Just to add to this thread - last year I took a good look at how to "hack" wifi networks - as part of a test for my work. I won't get into any of the specifics, but it was way too easy. There are a couple things I learned though:
- Hiding your SSID is pointless
- MAC filtering is pointless
- WEP is easy to crack - and the busier your wifi network the quicker the hacker will get access. I hacked my own house in 4 hours.
- WPA/WPA2 are supposedly about equal to crack using brute-force; but it's really hard to crack it. Some people more recently have learned how to use the GPU (graphics card CPU) to punch through pretty quick (days/weeks of attempts).
The reason I say hiding your SSID and MAC filtering are pointless - the tools you run to crack WEP/WPA automatically hand you that information as part of the process. Even if your router isn't broadcasting SSID, your computer is searching for it - and anything your computer searches for is visible (your favorite hotels, your work wifi, etc). The MAC addresses of every computer on your network are displayed in plain sight in front of you - and you can see when they go offline (meaning you can now clone them).
I agree with the idea that security should be made up of layers - but the hassles MAC filtering add aren't worth it. You bring home a new phone, chumby, Wii, or anything else - and have to go add the MAC address to the table... and for what? Slowing a hacker down by 10-15 seconds? That's like locking the doorknob and the deadbolt on your front door. When they break the deadbolt down, the doorknob cracks anyways - that doesn't slow anyone down.
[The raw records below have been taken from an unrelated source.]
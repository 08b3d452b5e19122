use chrono::{DateTime, Utc};
use serde::{Deserialize, Serialize};

#[derive(Clone, Debug, Deserialize, Serialize, PartialEq, sqlx::FromRow)]
pub struct Solution {
    pub id: i64,
    pub problem_id: i64,
    pub user_id: i64,
    pub description: String,
    pub votes: i64,
    pub created_at: DateTime<Utc>,
}

#[derive(Clone, Debug, Deserialize)]
pub struct NewSolution {
    pub problem_id: i64,
    pub description: String,
}

/// Outcome of accepting a solution: who was paid and how much moved.
#[derive(Clone, Debug, Deserialize, Serialize, PartialEq)]
pub struct Award {
    pub solution_id: i64,
    pub problem_id: i64,
    pub solver_id: i64,
    pub amount: i64,
}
Learning how to crack wifi was educational - what I got out of it is that there's no such thing as secure wifi - any more than there's any such thing as a secure house. You can lock all the doors and windows and try to slow people down and discourage them from bothering with yours - but at the end of the day, if they want in bad enough, they're getting in. The goal is to discourage it as much as possible so they find an easier target. Now if you have something so important on your network that you can't take that chance or that would make you a target, you need to start looking at better isolation practices separating your wifi from your real network - then using VPN or other encrypted access methods as mentioned above. That at least buys you more protection.